Paul A Bristow wrote:
-----Original Message----- From: boost-bounces@lists.boost.org [mailto:boost-bounces@lists.boost.org] On Behalf Of Robert Ramey Sent: 30 December 2007 16:53 To: boost@lists.boost.org Subject: Re: [boost] A question regarding serialization lib
I would expect that in your test text1.doc would be identical to text2.doc.
UNLESS you have have floats/double in your classes. In general, it cannot be guarenteed that there is a one-to-one correspondence between floatiing point values as represented by binary in ram to text numbers represented as decimal based text. So in this case I would expect text1.doc to not be identical to text2.doc.

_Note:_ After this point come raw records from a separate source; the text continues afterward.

//! AT agent: one parser task, many callers.
//!
//! ```text
//!  caller ──exec()──► gate ─► pending slot ─► write cmd ─► recv_timeout(done)
//!                                 ▲                              ▲
//!  UART ─► at-parser task ─► RecvCache ─┬─ marker hit ───────────┤
//!                                       ├─ OK / ERROR line ──────┘
//!                                       ├─ other line ─► pending body
//!                                       └─ URC prefix ─► UrcHandler (owns stream)
//! ```
//!
//! The parser task is the only reader of the port.  Callers never touch
//! inbound bytes; they install a pending slot and wait for the parser to
//! complete it.  Each command carries a generation number so a completion
//! that races a caller's timeout is recognised and dropped by the next
//! command instead of being mistaken for its own.

use core::cell::RefCell;
use core::time::Duration;
use std::sync::Arc;
use std::sync::atomic::{AtomicBool, Ordering};
use std::time::Instant;

use crossbeam_channel::{Receiver, RecvTimeoutError, Sender};
use embassy_sync::blocking_mutex::Mutex;
use embassy_sync::blocking_mutex::raw::CriticalSectionRawMutex;
use log::{debug, info, warn};

use super::cache::{CacheEvent, LineKind, RecvCache, classify};
use super::port::{AtPort, Body, Echo, EchoStatus};
use super::serial::SerialPort;
use super::stream::{StreamReader, UrcHandler};
use crate::error::Result;
use crate::task;

/// Longest marker an `exec_until` may wait for.
const EXPECT_CAP: usize = 64;

/// How long the parser blocks on an idle port before checking for stop.
const IDLE_POLL: Duration = Duration::from_millis(100);

type Completion = (u32, Echo);

struct Pending {
    generation: u32,
    expect: Option<heapless::String<EXPECT_CAP>>,
    body: Body,
}

/// State shared between callers and the parser task.
struct Shared {
    pending: Mutex<CriticalSectionRawMutex, RefCell<Option<Pending>>>,
    done_tx: Sender<Completion>,
    stop: AtomicBool,
}

impl Shared {
    fn finish(&self, pending: Pending, status: EchoStatus) {
        let echo = Echo {
            status,
            body: pending.body,
        };
        if self.done_tx.try_send((pending.generation, echo)).is_err() {
            warn!("AT: completion dropped (gen {})", pending.generation);
        }
    }
}

/// Transport primitive over a [`SerialPort`].
pub struct AtAgent<P: SerialPort> {
    port: Arc<P>,
    shared: Arc<Shared>,
    done_rx: Receiver<Completion>,
    /// Serialises commands; holds the last generation issued.
    gate: std::sync::Mutex<u32>,
    parser: Option<std::thread::JoinHandle<()>>,
}

impl<P: SerialPort> AtAgent<P> {
    /// Take ownership of `port` and start the parser task.
    ///
    /// `byte_timeout` bounds each read a notification handler makes.
    pub fn start<H: UrcHandler>(port: P, handler: H, byte_timeout: Duration) -> Result<Self> {
        let port = Arc::new(port);
        let (done_tx, done_rx) = crossbeam_channel::bounded(1);
        let shared = Arc::new(Shared {
            pending: Mutex::new(RefCell::new(None)),
            done_tx,
            stop: AtomicBool::new(false),
        });

        let mut parser = Parser {
            reader: StreamReader::new(Arc::clone(&port), byte_timeout),
            cache: RecvCache::new(),
            anchor: None,
            expect_from: 0,
            handler,
            shared: Arc::clone(&shared),
        };
        let handle = task::spawn_pinned(task::AT_PARSER, move || parser.run())?;

        Ok(Self {
            port,
            shared,
            done_rx,
            gate: std::sync::Mutex::new(0),
            parser: Some(handle),
        })
    }

    fn transact(&self, timeout: Duration, data: &[u8], expect: Option<&str>) -> Echo {
        let mut generation = self
            .gate
            .lock()
            .unwrap_or_else(std::sync::PoisonError::into_inner);
        *generation = generation.wrapping_add(1);
        let id = *generation;

        // Anything still queued belongs to a command that already gave up.
        while self.done_rx.try_recv().is_ok() {}

        let expect = match expect.map(heapless::String::<EXPECT_CAP>::try_from) {
            None => None,
            Some(Ok(marker)) => Some(marker),
            Some(Err(())) => {
                warn!("AT: marker longer than {} bytes", EXPECT_CAP);
                return Echo::new(EchoStatus::Fail);
            }
        };
        self.shared.pending.lock(|slot| {
            *slot.borrow_mut() = Some(Pending {
                generation: id,
                expect,
                body: Body::new(),
            });
        });

        if let Err(e) = self.port.write_all(data) {
            warn!("AT: write failed: {:?}", e);
            self.reclaim(id);
            return Echo::new(EchoStatus::Fail);
        }

        let deadline = Instant::now() + timeout;
        loop {
            let remaining = deadline.saturating_duration_since(Instant::now());
            match self.done_rx.recv_timeout(remaining) {
                Ok((g, echo)) if g == id => return echo,
                Ok((g, _)) => debug!("AT: stale completion (gen {})", g),
                Err(RecvTimeoutError::Timeout | RecvTimeoutError::Disconnected) => break,
            }
        }

        match self.reclaim(id) {
            Some(p) => Echo {
                status: EchoStatus::Timeout,
                body: p.body,
            },
            // The parser finished it between our deadline and the reclaim.
            None => match self.done_rx.try_recv() {
                Ok((g, echo)) if g == id => echo,
                _ => Echo::new(EchoStatus::Timeout),
            },
        }
    }

    fn reclaim(&self, id: u32) -> Option<Pending> {
        self.shared
            .pending
            .lock(|slot| slot.borrow_mut().take_if(|p| p.generation == id))
    }
}

impl<P: SerialPort> AtPort for AtAgent<P> {
    fn exec(&self, timeout: Duration, cmd: &str) -> Echo {
        debug!("AT> {}", cmd.trim_end());
        self.transact(timeout, cmd.as_bytes(), None)
    }

    fn exec_until(&self, timeout: Duration, cmd: &str, expect: &str) -> EchoStatus {
        debug!("AT> {} (until {:?})", cmd.trim_end(), expect);
        self.transact(timeout, cmd.as_bytes(), Some(expect)).status
    }

    fn raw_send_until(&self, timeout: Duration, data: &[u8], expect: &str) -> EchoStatus {
        debug!("AT> <{} raw bytes> (until {:?})", data.len(), expect);
        self.transact(timeout, data, Some(expect)).status
    }
}

impl<P: SerialPort> Drop for AtAgent<P> {
    fn drop(&mut self) {
        self.shared.stop.store(true, Ordering::Release);
        if let Some(handle) = self.parser.take() {
            if handle.join().is_err() {
                warn!("AT: parser task panicked");
            }
        }
    }
}

// ── Parser task ──────────────────────────────────────────────

/// Outcome of offering a line to the pending command.
enum LineOutcome {
    NoCommand,
    Absorbed,
    Finished(Pending, EchoStatus),
}

struct Parser<P: SerialPort, H: UrcHandler> {
    reader: StreamReader<P>,
    cache: RecvCache,
    /// Generation the marker search is anchored to.
    anchor: Option<u32>,
    /// Cache offset where that generation's marker search starts.  Bytes
    /// cached before the command was installed never satisfy its marker.
    expect_from: usize,
    handler: H,
    shared: Arc<Shared>,
}

impl<P: SerialPort, H: UrcHandler> Parser<P, H> {
    fn run(&mut self) {
        info!("AT: parser started");
        while !self.shared.stop.load(Ordering::Acquire) {
            match self.reader.poll(IDLE_POLL) {
                Ok(Some(byte)) => self.on_byte(byte),
                Ok(None) => {}
                Err(e) => {
                    warn!("AT: serial read error: {:?}", e);
                    std::thread::sleep(IDLE_POLL);
                }
            }
        }
        info!("AT: parser stopped");
    }

    fn on_byte(&mut self, byte: u8) {
        self.anchor_pending();
        let event = self.cache.push(byte, self.handler.prefixes());
        if self.cache.len() <= self.expect_from {
            // Overflow discarded the line.
            self.expect_from = 0;
        }

        if self.complete_expect() {
            self.reset_cache();
            return;
        }

        match event {
            CacheEvent::Pending => {}
            CacheEvent::Prefix(index) => {
                self.reset_cache();
                self.handler.handle(index, &mut self.reader);
            }
            CacheEvent::Line => {
                self.on_line();
                self.reset_cache();
            }
        }
    }

    fn reset_cache(&mut self) {
        self.cache.clear();
        self.expect_from = 0;
    }

    /// Start a newly installed command's marker search at the current end
    /// of the cache.
    fn anchor_pending(&mut self) {
        let current = self
            .shared
            .pending
            .lock(|slot| slot.borrow().as_ref().map(|p| p.generation));
        if current.is_some() && current != self.anchor {
            self.anchor = current;
            self.expect_from = self.cache.len();
        }
    }

    /// Complete the pending command if its marker arrived after the
    /// command was installed.
    fn complete_expect(&self) -> bool {
        let cache = &self.cache;
        let from = self.expect_from;
        let hit = self.shared.pending.lock(|slot| {
            let mut slot = slot.borrow_mut();
            let matched = slot
                .as_ref()
                .and_then(|p| p.expect.as_deref())
                .is_some_and(|marker| cache.contains_from(marker, from));
            if matched { slot.take() } else { None }
        });
        match hit {
            Some(p) => {
                self.shared.finish(p, EchoStatus::Expect);
                true
            }
            None => false,
        }
    }

    fn on_line(&self) {
        let line = self.cache.line();
        let kind = classify(line);
        if kind == LineKind::Blank {
            return;
        }

        let outcome = self.shared.pending.lock(|slot| {
            let mut slot = slot.borrow_mut();
            let Some(p) = slot.as_mut() else {
                return LineOutcome::NoCommand;
            };
            let status = match kind {
                LineKind::Fail => EchoStatus::Fail,
                LineKind::Ok if p.expect.is_none() => EchoStatus::Ok,
                // An `OK` ahead of the awaited marker is just the syntax ack.
                LineKind::Ok => return LineOutcome::Absorbed,
                _ => {
                    if p.body.push_str(line).is_err() || p.body.push('\n').is_err() {
                        debug!("AT: response body full, line dropped");
                    }
                    return LineOutcome::Absorbed;
                }
            };
            slot.take()
                .map_or(LineOutcome::Absorbed, |p| LineOutcome::Finished(p, status))
        });

        match outcome {
            LineOutcome::NoCommand => debug!("AT< (unsolicited) {}", line),
            LineOutcome::Absorbed => debug!("AT< {}", line),
            LineOutcome::Finished(p, status) => {
                debug!("AT< {} [{:?}]", line, status);
                self.shared.finish(p, status);
            }
        }
    }
}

The chances of this a very small 1 in 3 values of a very narrow range- and only MS is known to have this problem as the link below shows.

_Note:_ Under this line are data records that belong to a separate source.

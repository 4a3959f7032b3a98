//! Domain-resolution framer.
//!
//! The modem answers `AT+QIDNSGIP` with a header notification followed by
//! one notification per address:
//!
//! ```text
//! +QIURC: "dnsgip",0,1,600
//! +QIURC: "dnsgip","93.184.216.34"
//! ```
//!
//! Some firmware folds both into `0,1,"93.184.216.34"`; all three forms
//! are accepted.

use super::read_decimal;
use crate::at::ByteSource;
use crate::error::FrameError;
use crate::resolver::ResolvedAddress;

/// Bytes scanned after the status field before giving up on a line.
const LINE_BUDGET: usize = 64;

const CODE_DIGITS: usize = 5;
const SEGMENT_DIGITS: usize = 3;

#[derive(Debug, Clone, Copy, PartialEq, Eq)]
pub enum DomainFrame {
    /// One resolved address.
    Address(ResolvedAddress),
    /// Status line without an address; `error` 0 means addresses follow.
    Header { error: u32 },
}

/// Frame one `dnsgip` notification whose prefix has been consumed.
pub fn frame_domain(src: &mut dyn ByteSource) -> Result<DomainFrame, FrameError> {
    let first = src.read_byte().ok_or(FrameError::StreamClosed)?;
    if first == b'"' {
        return read_quad(src).map(DomainFrame::Address);
    }
    if !first.is_ascii_digit() {
        return Err(FrameError::Malformed);
    }

    let mut error = u32::from(first - b'0');
    let mut digits = 1;
    loop {
        match src.read_byte().ok_or(FrameError::StreamClosed)? {
            b @ b'0'..=b'9' => {
                digits += 1;
                if digits > CODE_DIGITS {
                    return Err(FrameError::Overflow);
                }
                error = error * 10 + u32::from(b - b'0');
            }
            b',' => break,
            b'\r' => {
                if src.read_byte().ok_or(FrameError::StreamClosed)? != b'\n' {
                    return Err(FrameError::Malformed);
                }
                return Ok(DomainFrame::Header { error });
            }
            b'\n' => return Ok(DomainFrame::Header { error }),
            _ => return Err(FrameError::Malformed),
        }
    }

    // Remaining header fields: count, ttl, or an inline quoted address.
    for _ in 0..LINE_BUDGET {
        match src.read_byte().ok_or(FrameError::StreamClosed)? {
            b'"' if error == 0 => return read_quad(src).map(DomainFrame::Address),
            b'\n' => return Ok(DomainFrame::Header { error }),
            _ => {}
        }
    }
    Err(FrameError::Overflow)
}

/// Read `a.b.c.d"`.
fn read_quad(src: &mut dyn ByteSource) -> Result<ResolvedAddress, FrameError> {
    let mut segments = [0u8; 4];
    for (i, seg) in segments.iter_mut().enumerate() {
        let terminator = if i == 3 { b'"' } else { b'.' };
        let value = read_decimal(src, terminator, SEGMENT_DIGITS)?;
        *seg = u8::try_from(value).map_err(|_| FrameError::Overflow)?;
    }
    Ok(ResolvedAddress(segments))
}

The following feedback item you submitted at Microsoft Connect has been updated:
Product/Technology - Visual Studio and .NET Framework Feedback ID - 98770 Feedback Title - Decimal digit string input to double may be 1 bit wrong.
The following fields or values changed:
Field Status changed from [Resolved] to [Closed]

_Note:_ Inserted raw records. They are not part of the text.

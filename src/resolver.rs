//! Domain resolution rendezvous.
//!
//! The caller issuing `AT+QIDNSGIP` and the parser task framing the
//! `dnsgip` notification meet here.  The slot holds at most one address;
//! each call arms it with a fresh generation so an answer that arrives
//! after its caller gave up is dropped instead of satisfying the next
//! lookup.

use core::cell::RefCell;
use core::fmt;
use core::net::Ipv4Addr;
use core::time::Duration;

use crossbeam_channel::{Receiver, RecvTimeoutError, Sender};
use embassy_sync::blocking_mutex::Mutex;
use embassy_sync::blocking_mutex::raw::CriticalSectionRawMutex;
use log::debug;
use std::time::Instant;

use crate::error::{Error, Result};

/// Four address segments as reported by the modem.
#[derive(Debug, Clone, Copy, PartialEq, Eq)]
pub struct ResolvedAddress(pub [u8; 4]);

impl fmt::Display for ResolvedAddress {
    fn fmt(&self, f: &mut fmt::Formatter<'_>) -> fmt::Result {
        let [a, b, c, d] = self.0;
        write!(f, "{a}.{b}.{c}.{d}")
    }
}

impl From<ResolvedAddress> for Ipv4Addr {
    fn from(addr: ResolvedAddress) -> Self {
        Self::from(addr.0)
    }
}

/// Proof of arming; only the holder's generation is delivered.
#[derive(Debug, Clone, Copy, PartialEq, Eq)]
pub struct Ticket(u32);

struct Slot {
    generation: u32,
    armed: bool,
}

pub struct Rendezvous {
    slot: Mutex<CriticalSectionRawMutex, RefCell<Slot>>,
    tx: Sender<(u32, ResolvedAddress)>,
    rx: Receiver<(u32, ResolvedAddress)>,
}

impl Default for Rendezvous {
    fn default() -> Self {
        Self::new()
    }
}

impl Rendezvous {
    pub fn new() -> Self {
        let (tx, rx) = crossbeam_channel::bounded(1);
        Self {
            slot: Mutex::new(RefCell::new(Slot {
                generation: 0,
                armed: false,
            })),
            tx,
            rx,
        }
    }

    /// Reset to the blocked state for a new lookup.
    pub fn arm(&self) -> Ticket {
        let generation = self.slot.lock(|s| {
            let mut s = s.borrow_mut();
            s.generation = s.generation.wrapping_add(1);
            s.armed = true;
            s.generation
        });
        while self.rx.try_recv().is_ok() {}
        Ticket(generation)
    }

    /// Deliver `addr` to the armed caller, if any.  Only the first address
    /// per arming is delivered.
    pub fn post(&self, addr: ResolvedAddress) -> bool {
        let generation = self.slot.lock(|s| {
            let mut s = s.borrow_mut();
            if s.armed {
                s.armed = false;
                Some(s.generation)
            } else {
                None
            }
        });
        match generation {
            Some(g) => self.tx.try_send((g, addr)).is_ok(),
            None => {
                debug!("DNS: unsolicited address {} dropped", addr);
                false
            }
        }
    }

    /// Block until the address for `ticket` arrives.  `None` waits forever.
    pub fn wait(&self, ticket: Ticket, timeout: Option<Duration>) -> Result<ResolvedAddress> {
        let deadline = timeout.map(|t| Instant::now() + t);
        loop {
            let received = match deadline {
                Some(d) => self
                    .rx
                    .recv_timeout(d.saturating_duration_since(Instant::now())),
                None => self.rx.recv().map_err(|_| RecvTimeoutError::Disconnected),
            };
            match received {
                Ok((g, addr)) if g == ticket.0 => return Ok(addr),
                Ok((g, _)) => debug!("DNS: stale answer (gen {}) dropped", g),
                Err(_) => {
                    self.cancel(ticket);
                    return Err(Error::Timeout);
                }
            }
        }
    }

    /// Abandon `ticket`; a late answer for it will be dropped.
    pub fn cancel(&self, ticket: Ticket) {
        self.slot.lock(|s| {
            let mut s = s.borrow_mut();
            if s.generation == ticket.0 {
                s.armed = false;
            }
        });
    }

    pub fn is_armed(&self) -> bool {
        self.slot.lock(|s| s.borrow().armed)
    }
}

To view these changes, click the following link, or paste the link into your web browser:
http://connect.microsoft.com/VisualStudio/feedback/ViewFeedback.aspx?Feedbac... (requires sign-in)
Amazingly (to me at least) this is a 'feature' and may not be fixed - despite it looking very much like a simple out-by-1 error.
What is most amusing is that under .Net there is actually a format specifier ('r') for converting a .Net String to and from a double which guarantees that the textual representation will stay exactly the same. Yet at the same time you are told in response to your report that "Round-tripping through all the machinery of input and output passes through various representations, and cannot be guaranteed to be identical to the original." However I did not see a way of guaranteeing this in native C++ under VC++.